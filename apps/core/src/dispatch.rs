//! Turns a URL into a launch decision.
//!
//! Order of precedence, first hit wins:
//! 1. the highest-priority enabled rule that matches and whose destination is installed
//! 2. the configured fallback destination
//! 3. the OS default handler (never this application)
//! 4. the last-resort destination
//!
//! With routing switched off only the OS default is considered.

use serde::Serialize;

use crate::catalog::DestinationCatalog;
use crate::matcher::{matches, TargetUrl};
use crate::model::{Destination, Profile, RoutingState, Rule};

pub const DEFAULT_LAST_RESORT_ID: &str = "firefox.desktop";

#[derive(Debug, Clone, PartialEq, Eq, Serialize)]
#[serde(tag = "decision", rename_all = "snake_case")]
pub enum Decision {
    Matched {
        rule: Rule,
        destination: Destination,
        profile: Option<Profile>,
    },
    Fallback {
        destination: Destination,
    },
    SystemDefault {
        destination: Destination,
    },
    LastResort {
        destination: Destination,
    },
    NoDestination,
}

impl Decision {
    pub fn destination(&self) -> Option<&Destination> {
        match self {
            Self::Matched { destination, .. }
            | Self::Fallback { destination }
            | Self::SystemDefault { destination }
            | Self::LastResort { destination } => Some(destination),
            Self::NoDestination => None,
        }
    }

    pub fn profile(&self) -> Option<&Profile> {
        match self {
            Self::Matched { profile, .. } => profile.as_ref(),
            _ => None,
        }
    }

    /// One-line human description, e.g. `→ Firefox (rule 0: domain github.com)`.
    pub fn explain(&self) -> String {
        match self {
            Self::Matched {
                rule,
                destination,
                profile,
            } => {
                let profile = profile
                    .as_ref()
                    .map(|p| format!(" [{}]", p.name))
                    .unwrap_or_default();
                format!(
                    "→ {}{profile} (rule {}: {} {})",
                    destination.name,
                    rule.priority,
                    rule.match_type.display_name().to_lowercase(),
                    rule.pattern
                )
            }
            Self::Fallback { destination } => format!("→ {} (fallback)", destination.name),
            Self::SystemDefault { destination } => {
                format!("→ {} (system default)", destination.name)
            }
            Self::LastResort { destination } => format!("→ {} (last resort)", destination.name),
            Self::NoDestination => "no destination available".to_string(),
        }
    }
}

pub fn route(url: &str, state: &RoutingState, catalog: &DestinationCatalog) -> Decision {
    route_with_last_resort(url, state, catalog, DEFAULT_LAST_RESORT_ID)
}

pub fn route_with_last_resort(
    url: &str,
    state: &RoutingState,
    catalog: &DestinationCatalog,
    last_resort_id: &str,
) -> Decision {
    let target = match TargetUrl::parse(url) {
        Ok(target) => target,
        Err(error) => {
            tracing::warn!(%error, "unroutable url");
            return Decision::NoDestination;
        }
    };

    if !state.routing_enabled {
        return match catalog.default_destination() {
            Some(destination) => Decision::SystemDefault {
                destination: destination.clone(),
            },
            None => Decision::NoDestination,
        };
    }

    if let Some(decision) = first_matching_rule(&target, &state.rules, catalog) {
        return decision;
    }

    if let Some(destination) = state
        .fallback_destination_id
        .as_deref()
        .and_then(|id| catalog.destination(id))
    {
        return Decision::Fallback {
            destination: destination.clone(),
        };
    }

    if let Some(destination) = catalog.default_destination() {
        return Decision::SystemDefault {
            destination: destination.clone(),
        };
    }

    match catalog.destination(last_resort_id) {
        Some(destination) => Decision::LastResort {
            destination: destination.clone(),
        },
        None => Decision::NoDestination,
    }
}

fn first_matching_rule(
    target: &TargetUrl,
    rules: &[Rule],
    catalog: &DestinationCatalog,
) -> Option<Decision> {
    let mut ordered: Vec<&Rule> = rules.iter().filter(|rule| rule.enabled).collect();
    ordered.sort_by_key(|rule| rule.priority);

    for rule in ordered {
        if !matches(target, rule) {
            continue;
        }
        let Some(destination) = catalog.destination(&rule.destination_id) else {
            tracing::debug!(
                rule_id = %rule.id,
                destination = %rule.destination_id,
                "matching rule points at a missing destination; skipping"
            );
            continue;
        };

        let profile = rule.profile_id.as_deref().and_then(|profile_id| {
            let profile = destination.profile(profile_id).cloned();
            if profile.is_none() {
                tracing::debug!(rule_id = %rule.id, profile_id, "profile not found; launching without it");
            }
            profile
        });

        return Some(Decision::Matched {
            rule: rule.clone(),
            destination: destination.clone(),
            profile,
        });
    }
    None
}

◆ **Exercise aim**: Repeat each entry exactly, so that nothing in the listing is lost.

◆ **Reply**:
filename apps/core/src/dispatch.rs
//! Turns a URL into a launch decision.
//!
//! Order of precedence, first hit wins:
//! 1. the highest-priority enabled rule that matches and whose destination is installed
//! 2. the configured fallback destination
//! 3. the OS default handler (never this application)
//! 4. the last-resort destination
//!
//! With routing switched off only the OS default is considered.

use serde::Serialize;

use crate::catalog::DestinationCatalog;
use crate::matcher::{matches, TargetUrl};
use crate::model::{Destination, Profile, RoutingState, Rule};

pub const DEFAULT_LAST_RESORT_ID: &str = "firefox.desktop";

#[derive(Debug, Clone, PartialEq, Eq, Serialize)]
#[serde(tag = "decision", rename_all = "snake_case")]
pub enum Decision {
    Matched {
        rule: Rule,
        destination: Destination,
        profile: Option<Profile>,
    },
    Fallback {
        destination: Destination,
    },
    SystemDefault {
        destination: Destination,
    },
    LastResort {
        destination: Destination,
    },
    NoDestination,
}

impl Decision {
    pub fn destination(&self) -> Option<&Destination> {
        match self {
            Self::Matched { destination, .. }
            | Self::Fallback { destination }
            | Self::SystemDefault { destination }
            | Self::LastResort { destination } => Some(destination),
            Self::NoDestination => None,
        }
    }

    pub fn profile(&self) -> Option<&Profile> {
        match self {
            Self::Matched { profile, .. } => profile.as_ref(),
            _ => None,
        }
    }

    /// One-line human description, e.g. `→ Firefox (rule 0: domain github.com)`.
    pub fn explain(&self) -> String {
        match self {
            Self::Matched {
                rule,
                destination,
                profile,
            } => {
                let profile = profile
                    .as_ref()
                    .map(|p| format!(" [{}]", p.name))
                    .unwrap_or_default();
                format!(
                    "→ {}{profile} (rule {}: {} {})",
                    destination.name,
                    rule.priority,
                    rule.match_type.display_name().to_lowercase(),
                    rule.pattern
                )
            }
            Self::Fallback { destination } => format!("→ {} (fallback)", destination.name),
            Self::SystemDefault { destination } => {
                format!("→ {} (system default)", destination.name)
            }
            Self::LastResort { destination } => format!("→ {} (last resort)", destination.name),
            Self::NoDestination => "no destination available".to_string(),
        }
    }
}

pub fn route(url: &str, state: &RoutingState, catalog: &DestinationCatalog) -> Decision {
    route_with_last_resort(url, state, catalog, DEFAULT_LAST_RESORT_ID)
}

pub fn route_with_last_resort(
    url: &str,
    state: &RoutingState,
    catalog: &DestinationCatalog,
    last_resort_id: &str,
) -> Decision {
    let target = match TargetUrl::parse(url) {
        Ok(target) => target,
        Err(error) => {
            tracing::warn!(%error, "unroutable url");
            return Decision::NoDestination;
        }
    };

    if !state.routing_enabled {
        return match catalog.default_destination() {
            Some(destination) => Decision::SystemDefault {
                destination: destination.clone(),
            },
            None => Decision::NoDestination,
        };
    }

    if let Some(decision) = first_matching_rule(&target, &state.rules, catalog) {
        return decision;
    }

    if let Some(destination) = state
        .fallback_destination_id
        .as_deref()
        .and_then(|id| catalog.destination(id))
    {
        return Decision::Fallback {
            destination: destination.clone(),
        };
    }

    if let Some(destination) = catalog.default_destination() {
        return Decision::SystemDefault {
            destination: destination.clone(),
        };
    }

    match catalog.destination(last_resort_id) {
        Some(destination) => Decision::LastResort {
            destination: destination.clone(),
        },
        None => Decision::NoDestination,
    }
}

fn first_matching_rule(
    target: &TargetUrl,
    rules: &[Rule],
    catalog: &DestinationCatalog,
) -> Option<Decision> {
    let mut ordered: Vec<&Rule> = rules.iter().filter(|rule| rule.enabled).collect();
    ordered.sort_by_key(|rule| rule.priority);

    for rule in ordered {
        if !matches(target, rule) {
            continue;
        }
        let Some(destination) = catalog.destination(&rule.destination_id) else {
            tracing::debug!(
                rule_id = %rule.id,
                destination = %rule.destination_id,
                "matching rule points at a missing destination; skipping"
            );
            continue;
        };

        let profile = rule.profile_id.as_deref().and_then(|profile_id| {
            let profile = destination.profile(profile_id).cloned();
            if profile.is_none() {
                tracing::debug!(rule_id = %rule.id, profile_id, "profile not found; launching without it");
            }
            profile
        });

        return Some(Decision::Matched {
            rule: rule.clone(),
            destination: destination.clone(),
            profile,
        });
    }
    None
}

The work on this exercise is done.